Find how many lines in this data contain the string "White". Respond with only that number.

• **Provided records**:
####################

//! Search benchmarks for performance profiling.
//!
//! Run with: `cargo bench -p uct`
//!
//! These benchmarks measure:
//! - Full searches with varying playout budgets
//! - Single playout iterations from different game phases
//! - Tree operations (expansion, copy, merge)

use std::sync::Arc;

use criterion::{black_box, criterion_group, criterion_main, BenchmarkId, Criterion, Throughput};
use rand::SeedableRng;
use rand_chacha::ChaCha20Rng;

use engine_config::UctConfig;
use engine_core::{Board, Color, Coord, EvenPrior, LightPlayout, Move, TimeInfo};
use games_go::GoBoard;
use uct::{uct_playout, uct_search, SearchEnv, Tree};

fn search_env(board: &GoBoard) -> Arc<SearchEnv<GoBoard>> {
    Arc::new(SearchEnv::new(
        UctConfig::for_testing(),
        board,
        Box::new(LightPlayout::new()),
        Box::new(EvenPrior::new(2)),
    ))
}

/// A midgame 9x9 position: a handful of stones on both sides.
fn midgame_board() -> GoBoard {
    let mut board = GoBoard::new(9, 7.5);
    let moves = [
        (4usize, 4usize, Color::Black),
        (2, 2, Color::White),
        (6, 2, Color::Black),
        (2, 6, Color::White),
        (6, 6, Color::Black),
        (4, 2, Color::White),
    ];
    for (x, y, color) in moves {
        let p = engine_core::Point((y * 9 + x) as u16);
        board.play(Move::new(Coord::Point(p), color)).unwrap();
    }
    board
}

fn bench_search_budgets(c: &mut Criterion) {
    let mut group = c.benchmark_group("uct_search_budgets");

    for games in [100u32, 400, 1600] {
        group.throughput(Throughput::Elements(games as u64));
        group.bench_with_input(BenchmarkId::new("empty_9x9", games), &games, |b, &games| {
            let board = GoBoard::new(9, 7.5);
            let env = search_env(&board);

            b.iter(|| {
                let tree = Arc::new(Tree::init(Color::Black, 8 * 1024 * 1024, false));
                black_box(uct_search(
                    &env,
                    &tree,
                    &board,
                    &TimeInfo::games(games),
                    Color::Black,
                    1,
                ))
            });
        });
    }

    group.finish();
}

fn bench_playout_phases(c: &mut Criterion) {
    let mut group = c.benchmark_group("uct_playout_phases");

    group.bench_function("opening", |b| {
        let board = GoBoard::new(9, 7.5);
        let env = search_env(&board);
        let tree = Tree::init(Color::Black, 8 * 1024 * 1024, false);
        let mut rng = ChaCha20Rng::seed_from_u64(1);

        b.iter(|| black_box(uct_playout(&env, &board, Color::Black, &tree, &mut rng)));
    });

    group.bench_function("midgame", |b| {
        let board = midgame_board();
        let env = search_env(&board);
        let tree = Tree::init(board.to_move(), 8 * 1024 * 1024, false);
        let mut rng = ChaCha20Rng::seed_from_u64(1);

        b.iter(|| black_box(uct_playout(&env, &board, board.to_move(), &tree, &mut rng)));
    });

    group.finish();
}

fn bench_tree_operations(c: &mut Criterion) {
    let mut group = c.benchmark_group("uct_tree_ops");

    group.bench_function("expand_root", |b| {
        let board = GoBoard::new(9, 7.5);
        let prior = EvenPrior::new(2);
        let playout = LightPlayout::new();

        b.iter(|| {
            let tree = Tree::init(Color::Black, 8 * 1024 * 1024, false);
            black_box(tree.expand(tree.root_id(), &board, Color::Black, &prior, &playout))
        });
    });

    group.bench_function("copy_searched_tree", |b| {
        let board = GoBoard::new(9, 7.5);
        let env = search_env(&board);
        let tree = Arc::new(Tree::init(Color::Black, 8 * 1024 * 1024, false));
        uct_search(&env, &tree, &board, &TimeInfo::games(400), Color::Black, 1);

        b.iter(|| black_box(tree.copy()));
    });

    group.bench_function("merge_searched_trees", |b| {
        let board = GoBoard::new(9, 7.5);
        let env = search_env(&board);
        let tree = Arc::new(Tree::init(Color::Black, 8 * 1024 * 1024, false));
        uct_search(&env, &tree, &board, &TimeInfo::games(400), Color::Black, 1);
        let other = tree.copy();

        b.iter(|| {
            let dst = tree.copy();
            dst.merge(&other);
            dst.normalize(2);
            black_box(dst.nodes_used())
        });
    });

    group.finish();
}

criterion_group!(
    benches,
    bench_search_budgets,
    bench_playout_phases,
    bench_tree_operations,
);

criterion_main!(benches);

####################

• **Problem solution**: 3